Required action —
From the entries below, count the lines with "Option". Write only the count.

Data —
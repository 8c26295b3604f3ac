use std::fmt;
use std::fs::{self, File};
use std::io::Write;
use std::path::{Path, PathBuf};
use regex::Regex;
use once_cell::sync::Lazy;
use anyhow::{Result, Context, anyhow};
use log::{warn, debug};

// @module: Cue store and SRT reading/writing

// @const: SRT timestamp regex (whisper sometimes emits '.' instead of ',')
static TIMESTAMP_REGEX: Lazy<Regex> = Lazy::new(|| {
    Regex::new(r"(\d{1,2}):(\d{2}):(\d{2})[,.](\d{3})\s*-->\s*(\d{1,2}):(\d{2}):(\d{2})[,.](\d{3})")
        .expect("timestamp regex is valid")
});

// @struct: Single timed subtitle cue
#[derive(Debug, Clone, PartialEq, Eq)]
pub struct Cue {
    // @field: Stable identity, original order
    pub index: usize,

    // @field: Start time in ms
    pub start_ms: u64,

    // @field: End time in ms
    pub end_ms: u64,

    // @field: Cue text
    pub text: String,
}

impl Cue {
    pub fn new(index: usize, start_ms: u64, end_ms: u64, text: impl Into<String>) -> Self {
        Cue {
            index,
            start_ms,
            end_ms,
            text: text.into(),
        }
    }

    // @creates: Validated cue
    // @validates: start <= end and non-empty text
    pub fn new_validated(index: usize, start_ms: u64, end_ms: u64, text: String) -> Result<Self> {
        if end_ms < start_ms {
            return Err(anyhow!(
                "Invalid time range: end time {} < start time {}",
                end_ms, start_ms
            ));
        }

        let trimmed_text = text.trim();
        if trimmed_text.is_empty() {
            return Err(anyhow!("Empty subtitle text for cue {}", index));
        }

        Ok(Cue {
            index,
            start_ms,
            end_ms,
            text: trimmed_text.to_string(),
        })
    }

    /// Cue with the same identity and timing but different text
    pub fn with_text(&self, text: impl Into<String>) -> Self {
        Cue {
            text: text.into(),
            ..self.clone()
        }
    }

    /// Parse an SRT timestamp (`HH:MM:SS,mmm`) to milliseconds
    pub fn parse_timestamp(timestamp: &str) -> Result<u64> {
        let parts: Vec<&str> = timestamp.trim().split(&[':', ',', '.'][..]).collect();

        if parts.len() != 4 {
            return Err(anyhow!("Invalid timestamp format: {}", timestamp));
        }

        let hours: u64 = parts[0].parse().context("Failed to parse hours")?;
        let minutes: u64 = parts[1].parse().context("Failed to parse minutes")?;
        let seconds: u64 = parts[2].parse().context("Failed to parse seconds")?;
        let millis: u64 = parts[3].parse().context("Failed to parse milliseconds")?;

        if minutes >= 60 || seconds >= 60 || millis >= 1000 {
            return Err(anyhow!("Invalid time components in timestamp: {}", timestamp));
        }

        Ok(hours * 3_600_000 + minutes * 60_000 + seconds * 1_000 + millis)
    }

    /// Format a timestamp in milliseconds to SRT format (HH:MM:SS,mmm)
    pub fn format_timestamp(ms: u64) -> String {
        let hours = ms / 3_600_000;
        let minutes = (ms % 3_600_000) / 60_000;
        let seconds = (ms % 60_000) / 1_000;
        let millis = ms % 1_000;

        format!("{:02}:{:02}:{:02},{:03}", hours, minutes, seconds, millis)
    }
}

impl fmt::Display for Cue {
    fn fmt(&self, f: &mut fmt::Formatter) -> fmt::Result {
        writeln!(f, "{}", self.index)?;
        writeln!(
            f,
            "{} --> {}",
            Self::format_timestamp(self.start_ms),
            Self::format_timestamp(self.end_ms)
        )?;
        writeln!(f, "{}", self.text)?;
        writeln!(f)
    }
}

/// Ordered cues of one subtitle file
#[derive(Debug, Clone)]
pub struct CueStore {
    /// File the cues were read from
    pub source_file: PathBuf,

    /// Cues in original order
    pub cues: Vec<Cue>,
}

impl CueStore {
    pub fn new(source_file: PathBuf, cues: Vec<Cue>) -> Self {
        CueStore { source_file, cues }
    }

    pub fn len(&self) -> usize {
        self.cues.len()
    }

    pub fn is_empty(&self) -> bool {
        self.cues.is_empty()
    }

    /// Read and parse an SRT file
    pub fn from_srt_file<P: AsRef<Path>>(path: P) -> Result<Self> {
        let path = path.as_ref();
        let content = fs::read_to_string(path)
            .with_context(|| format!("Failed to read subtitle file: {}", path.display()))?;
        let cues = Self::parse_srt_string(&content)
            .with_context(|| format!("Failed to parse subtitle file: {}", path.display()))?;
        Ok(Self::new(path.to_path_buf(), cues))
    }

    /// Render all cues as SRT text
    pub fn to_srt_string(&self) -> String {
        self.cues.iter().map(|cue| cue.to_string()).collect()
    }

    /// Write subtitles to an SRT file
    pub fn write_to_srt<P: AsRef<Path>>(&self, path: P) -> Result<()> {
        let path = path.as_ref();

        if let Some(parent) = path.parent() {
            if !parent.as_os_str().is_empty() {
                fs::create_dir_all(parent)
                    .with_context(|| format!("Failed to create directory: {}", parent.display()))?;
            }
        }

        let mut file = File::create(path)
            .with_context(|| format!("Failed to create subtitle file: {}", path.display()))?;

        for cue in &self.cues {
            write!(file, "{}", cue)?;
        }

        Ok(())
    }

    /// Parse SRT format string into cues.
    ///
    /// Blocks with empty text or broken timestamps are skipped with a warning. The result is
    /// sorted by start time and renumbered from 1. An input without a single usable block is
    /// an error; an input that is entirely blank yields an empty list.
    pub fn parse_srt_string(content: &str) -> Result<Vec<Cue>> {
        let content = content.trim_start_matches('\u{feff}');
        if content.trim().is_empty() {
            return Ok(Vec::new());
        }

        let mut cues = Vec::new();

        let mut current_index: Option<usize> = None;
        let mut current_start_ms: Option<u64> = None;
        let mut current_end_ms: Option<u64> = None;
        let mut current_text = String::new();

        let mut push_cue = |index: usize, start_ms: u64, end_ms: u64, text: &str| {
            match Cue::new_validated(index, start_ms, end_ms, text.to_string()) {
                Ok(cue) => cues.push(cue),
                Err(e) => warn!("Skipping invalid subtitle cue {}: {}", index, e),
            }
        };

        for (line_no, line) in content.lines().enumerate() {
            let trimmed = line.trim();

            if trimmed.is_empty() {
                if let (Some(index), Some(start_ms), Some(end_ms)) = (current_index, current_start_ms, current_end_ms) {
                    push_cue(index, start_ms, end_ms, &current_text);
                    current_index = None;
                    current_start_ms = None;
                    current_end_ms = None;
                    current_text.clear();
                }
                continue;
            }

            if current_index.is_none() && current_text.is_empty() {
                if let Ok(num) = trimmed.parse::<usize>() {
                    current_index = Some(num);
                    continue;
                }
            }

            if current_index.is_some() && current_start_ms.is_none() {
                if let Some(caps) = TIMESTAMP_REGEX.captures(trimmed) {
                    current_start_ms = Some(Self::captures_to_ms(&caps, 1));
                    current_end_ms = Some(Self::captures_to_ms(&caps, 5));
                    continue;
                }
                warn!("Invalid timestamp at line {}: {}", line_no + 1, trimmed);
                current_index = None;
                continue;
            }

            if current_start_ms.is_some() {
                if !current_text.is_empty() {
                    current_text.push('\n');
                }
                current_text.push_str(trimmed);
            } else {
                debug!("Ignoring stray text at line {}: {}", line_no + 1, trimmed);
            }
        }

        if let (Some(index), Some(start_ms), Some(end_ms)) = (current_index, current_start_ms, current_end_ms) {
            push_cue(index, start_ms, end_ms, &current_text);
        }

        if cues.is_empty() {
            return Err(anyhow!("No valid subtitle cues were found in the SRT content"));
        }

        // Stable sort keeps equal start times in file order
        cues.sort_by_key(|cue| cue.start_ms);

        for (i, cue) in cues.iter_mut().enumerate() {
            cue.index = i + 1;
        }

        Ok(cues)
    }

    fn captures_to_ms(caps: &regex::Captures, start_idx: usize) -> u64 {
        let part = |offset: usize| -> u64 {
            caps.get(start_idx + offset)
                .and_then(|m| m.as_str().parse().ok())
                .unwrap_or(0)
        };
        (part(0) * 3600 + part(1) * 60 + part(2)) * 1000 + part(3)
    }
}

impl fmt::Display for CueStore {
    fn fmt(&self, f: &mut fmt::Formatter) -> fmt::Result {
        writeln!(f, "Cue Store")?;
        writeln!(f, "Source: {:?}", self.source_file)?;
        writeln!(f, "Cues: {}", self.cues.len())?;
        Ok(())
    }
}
...
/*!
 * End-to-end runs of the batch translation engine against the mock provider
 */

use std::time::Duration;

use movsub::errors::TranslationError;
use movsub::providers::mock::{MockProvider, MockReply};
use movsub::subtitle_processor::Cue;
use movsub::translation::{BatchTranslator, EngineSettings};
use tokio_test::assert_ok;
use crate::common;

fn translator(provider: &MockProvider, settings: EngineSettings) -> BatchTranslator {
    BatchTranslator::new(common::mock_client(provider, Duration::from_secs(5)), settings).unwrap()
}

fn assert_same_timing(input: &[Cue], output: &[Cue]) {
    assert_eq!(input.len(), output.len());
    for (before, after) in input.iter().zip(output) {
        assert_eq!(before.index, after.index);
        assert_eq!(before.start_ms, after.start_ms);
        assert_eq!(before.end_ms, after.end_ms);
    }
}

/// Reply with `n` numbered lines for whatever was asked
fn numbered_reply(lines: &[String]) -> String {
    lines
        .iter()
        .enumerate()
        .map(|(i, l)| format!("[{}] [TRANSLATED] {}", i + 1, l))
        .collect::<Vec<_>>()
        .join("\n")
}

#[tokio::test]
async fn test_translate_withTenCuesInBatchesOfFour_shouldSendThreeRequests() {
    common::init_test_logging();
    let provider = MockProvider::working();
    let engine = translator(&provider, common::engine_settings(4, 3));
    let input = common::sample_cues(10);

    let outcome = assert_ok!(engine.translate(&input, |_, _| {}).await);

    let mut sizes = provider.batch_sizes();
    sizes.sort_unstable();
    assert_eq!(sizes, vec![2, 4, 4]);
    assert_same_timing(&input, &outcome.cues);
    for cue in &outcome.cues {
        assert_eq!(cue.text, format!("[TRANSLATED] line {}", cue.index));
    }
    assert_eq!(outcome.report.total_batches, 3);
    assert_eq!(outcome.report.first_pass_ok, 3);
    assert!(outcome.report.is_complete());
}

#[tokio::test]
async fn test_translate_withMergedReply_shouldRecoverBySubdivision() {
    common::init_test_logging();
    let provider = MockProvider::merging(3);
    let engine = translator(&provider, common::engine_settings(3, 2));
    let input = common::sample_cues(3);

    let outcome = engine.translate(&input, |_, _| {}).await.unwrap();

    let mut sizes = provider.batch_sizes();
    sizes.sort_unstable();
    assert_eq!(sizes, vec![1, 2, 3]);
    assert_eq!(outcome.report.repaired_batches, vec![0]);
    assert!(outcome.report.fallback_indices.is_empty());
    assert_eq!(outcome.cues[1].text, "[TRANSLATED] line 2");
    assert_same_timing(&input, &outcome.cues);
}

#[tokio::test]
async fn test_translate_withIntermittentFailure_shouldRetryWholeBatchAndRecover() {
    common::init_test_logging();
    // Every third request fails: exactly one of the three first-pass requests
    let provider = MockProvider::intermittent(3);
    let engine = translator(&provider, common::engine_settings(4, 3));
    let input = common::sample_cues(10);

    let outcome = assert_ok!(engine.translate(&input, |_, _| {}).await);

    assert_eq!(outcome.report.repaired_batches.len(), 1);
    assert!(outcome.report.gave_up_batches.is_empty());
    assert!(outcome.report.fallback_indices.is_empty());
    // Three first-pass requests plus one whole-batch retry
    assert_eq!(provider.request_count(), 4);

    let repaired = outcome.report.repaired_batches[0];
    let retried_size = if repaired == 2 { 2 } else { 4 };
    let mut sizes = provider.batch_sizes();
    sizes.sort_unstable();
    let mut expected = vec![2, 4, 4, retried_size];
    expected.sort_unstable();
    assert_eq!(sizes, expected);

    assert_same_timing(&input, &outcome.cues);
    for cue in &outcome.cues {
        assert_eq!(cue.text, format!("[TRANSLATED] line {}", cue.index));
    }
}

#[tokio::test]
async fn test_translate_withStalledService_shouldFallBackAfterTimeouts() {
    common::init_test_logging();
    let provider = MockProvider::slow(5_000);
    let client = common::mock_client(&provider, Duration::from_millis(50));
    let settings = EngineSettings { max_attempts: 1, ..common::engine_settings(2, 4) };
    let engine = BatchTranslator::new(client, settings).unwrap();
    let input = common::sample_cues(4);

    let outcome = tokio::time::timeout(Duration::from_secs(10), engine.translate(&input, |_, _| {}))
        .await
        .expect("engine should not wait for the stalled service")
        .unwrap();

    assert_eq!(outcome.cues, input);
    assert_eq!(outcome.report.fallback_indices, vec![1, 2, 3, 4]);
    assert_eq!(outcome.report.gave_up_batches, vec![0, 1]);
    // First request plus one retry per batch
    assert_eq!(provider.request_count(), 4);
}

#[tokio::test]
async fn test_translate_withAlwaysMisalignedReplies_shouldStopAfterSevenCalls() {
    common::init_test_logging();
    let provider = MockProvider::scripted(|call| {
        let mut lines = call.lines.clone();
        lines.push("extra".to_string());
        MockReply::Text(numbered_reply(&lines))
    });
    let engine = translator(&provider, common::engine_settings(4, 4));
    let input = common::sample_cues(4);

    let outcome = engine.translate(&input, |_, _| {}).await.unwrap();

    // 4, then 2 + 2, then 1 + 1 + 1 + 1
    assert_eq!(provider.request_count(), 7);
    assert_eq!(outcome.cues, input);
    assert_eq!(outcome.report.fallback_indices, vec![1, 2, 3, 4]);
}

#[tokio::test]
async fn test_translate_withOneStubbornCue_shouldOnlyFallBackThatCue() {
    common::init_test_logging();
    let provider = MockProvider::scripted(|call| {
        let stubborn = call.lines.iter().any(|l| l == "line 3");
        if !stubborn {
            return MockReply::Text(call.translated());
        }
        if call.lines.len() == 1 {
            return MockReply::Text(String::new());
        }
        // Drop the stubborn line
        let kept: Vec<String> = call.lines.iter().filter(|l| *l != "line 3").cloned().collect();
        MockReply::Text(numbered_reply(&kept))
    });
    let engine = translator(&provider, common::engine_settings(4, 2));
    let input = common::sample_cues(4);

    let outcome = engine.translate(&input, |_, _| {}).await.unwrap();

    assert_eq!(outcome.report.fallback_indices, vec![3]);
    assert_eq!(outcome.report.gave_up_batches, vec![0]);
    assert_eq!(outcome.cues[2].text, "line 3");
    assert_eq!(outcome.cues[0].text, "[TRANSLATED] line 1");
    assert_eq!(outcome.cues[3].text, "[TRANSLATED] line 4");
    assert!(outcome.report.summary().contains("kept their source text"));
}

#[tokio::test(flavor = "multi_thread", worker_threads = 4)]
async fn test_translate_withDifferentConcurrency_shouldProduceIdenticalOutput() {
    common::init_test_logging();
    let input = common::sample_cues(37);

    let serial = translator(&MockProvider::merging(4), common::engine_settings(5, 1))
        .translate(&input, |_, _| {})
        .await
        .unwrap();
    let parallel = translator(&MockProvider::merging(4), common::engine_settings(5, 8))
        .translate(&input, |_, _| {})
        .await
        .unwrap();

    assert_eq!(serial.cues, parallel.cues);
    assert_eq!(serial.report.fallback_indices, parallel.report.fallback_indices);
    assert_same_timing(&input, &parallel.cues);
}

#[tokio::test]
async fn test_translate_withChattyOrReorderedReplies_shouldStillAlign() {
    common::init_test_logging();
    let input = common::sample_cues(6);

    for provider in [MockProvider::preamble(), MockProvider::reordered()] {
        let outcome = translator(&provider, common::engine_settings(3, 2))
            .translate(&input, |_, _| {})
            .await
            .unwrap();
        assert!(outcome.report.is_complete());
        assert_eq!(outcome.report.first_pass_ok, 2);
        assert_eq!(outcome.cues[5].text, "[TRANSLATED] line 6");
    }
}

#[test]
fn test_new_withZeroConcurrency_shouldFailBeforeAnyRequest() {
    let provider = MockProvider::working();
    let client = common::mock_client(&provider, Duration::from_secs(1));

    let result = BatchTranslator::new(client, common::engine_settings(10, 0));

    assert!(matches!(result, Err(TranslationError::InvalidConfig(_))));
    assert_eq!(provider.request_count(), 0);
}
...
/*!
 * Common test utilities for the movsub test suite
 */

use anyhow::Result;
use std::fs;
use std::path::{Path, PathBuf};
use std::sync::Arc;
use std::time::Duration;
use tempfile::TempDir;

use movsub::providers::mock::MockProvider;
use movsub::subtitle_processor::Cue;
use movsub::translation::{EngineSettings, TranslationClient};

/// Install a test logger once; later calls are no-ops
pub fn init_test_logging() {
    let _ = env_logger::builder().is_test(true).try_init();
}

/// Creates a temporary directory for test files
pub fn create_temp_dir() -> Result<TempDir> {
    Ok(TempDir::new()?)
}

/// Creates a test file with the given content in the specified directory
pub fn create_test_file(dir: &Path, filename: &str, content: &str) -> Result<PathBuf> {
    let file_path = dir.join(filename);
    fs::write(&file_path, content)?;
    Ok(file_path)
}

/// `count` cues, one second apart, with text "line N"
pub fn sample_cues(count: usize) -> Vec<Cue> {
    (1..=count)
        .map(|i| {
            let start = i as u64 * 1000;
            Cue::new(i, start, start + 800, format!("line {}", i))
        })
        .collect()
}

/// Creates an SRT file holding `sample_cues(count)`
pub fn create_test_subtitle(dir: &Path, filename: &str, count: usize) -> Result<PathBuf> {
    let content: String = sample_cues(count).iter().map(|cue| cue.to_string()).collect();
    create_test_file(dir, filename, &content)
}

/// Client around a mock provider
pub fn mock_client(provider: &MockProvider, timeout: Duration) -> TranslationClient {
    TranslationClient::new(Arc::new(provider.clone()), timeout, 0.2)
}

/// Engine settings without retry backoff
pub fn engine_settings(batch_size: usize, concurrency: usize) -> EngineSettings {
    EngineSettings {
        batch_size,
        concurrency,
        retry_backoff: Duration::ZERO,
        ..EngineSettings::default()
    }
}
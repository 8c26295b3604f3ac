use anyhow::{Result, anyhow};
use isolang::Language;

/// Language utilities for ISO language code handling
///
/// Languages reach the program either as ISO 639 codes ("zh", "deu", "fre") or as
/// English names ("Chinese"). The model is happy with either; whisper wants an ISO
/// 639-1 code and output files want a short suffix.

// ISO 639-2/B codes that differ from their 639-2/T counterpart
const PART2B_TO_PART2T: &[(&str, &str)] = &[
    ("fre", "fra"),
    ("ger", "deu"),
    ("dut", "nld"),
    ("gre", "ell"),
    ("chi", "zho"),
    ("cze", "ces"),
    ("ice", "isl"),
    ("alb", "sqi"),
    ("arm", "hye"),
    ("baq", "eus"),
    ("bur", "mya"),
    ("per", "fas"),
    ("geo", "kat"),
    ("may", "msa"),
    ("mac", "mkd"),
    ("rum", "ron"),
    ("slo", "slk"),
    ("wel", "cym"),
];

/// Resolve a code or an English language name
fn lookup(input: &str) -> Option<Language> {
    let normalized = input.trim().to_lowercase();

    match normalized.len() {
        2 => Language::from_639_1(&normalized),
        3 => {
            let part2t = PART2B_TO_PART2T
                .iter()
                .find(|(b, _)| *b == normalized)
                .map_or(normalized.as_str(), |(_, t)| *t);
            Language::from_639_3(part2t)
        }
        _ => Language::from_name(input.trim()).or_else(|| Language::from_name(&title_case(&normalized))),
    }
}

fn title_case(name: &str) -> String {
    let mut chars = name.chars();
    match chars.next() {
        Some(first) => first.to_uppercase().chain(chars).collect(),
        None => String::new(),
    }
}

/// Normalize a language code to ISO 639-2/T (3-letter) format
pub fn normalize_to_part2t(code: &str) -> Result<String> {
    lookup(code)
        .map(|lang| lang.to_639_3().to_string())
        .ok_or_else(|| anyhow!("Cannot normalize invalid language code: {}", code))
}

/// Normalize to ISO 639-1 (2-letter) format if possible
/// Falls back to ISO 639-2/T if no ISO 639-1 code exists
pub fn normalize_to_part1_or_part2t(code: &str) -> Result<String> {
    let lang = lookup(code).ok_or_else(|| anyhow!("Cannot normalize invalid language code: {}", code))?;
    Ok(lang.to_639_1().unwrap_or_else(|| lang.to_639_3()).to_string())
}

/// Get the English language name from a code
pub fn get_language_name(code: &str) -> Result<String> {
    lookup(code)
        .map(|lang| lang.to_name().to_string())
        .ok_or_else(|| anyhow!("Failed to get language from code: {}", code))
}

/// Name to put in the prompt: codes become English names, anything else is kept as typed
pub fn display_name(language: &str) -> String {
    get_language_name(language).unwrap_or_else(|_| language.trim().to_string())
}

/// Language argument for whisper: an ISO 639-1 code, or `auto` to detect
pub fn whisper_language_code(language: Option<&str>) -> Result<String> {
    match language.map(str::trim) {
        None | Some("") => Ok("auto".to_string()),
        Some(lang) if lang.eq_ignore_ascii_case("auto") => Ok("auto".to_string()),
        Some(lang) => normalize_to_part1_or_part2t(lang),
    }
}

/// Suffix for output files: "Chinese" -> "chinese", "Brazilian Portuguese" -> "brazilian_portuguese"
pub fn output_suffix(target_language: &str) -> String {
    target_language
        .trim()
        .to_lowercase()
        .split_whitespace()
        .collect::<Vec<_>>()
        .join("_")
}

Problem solution —
5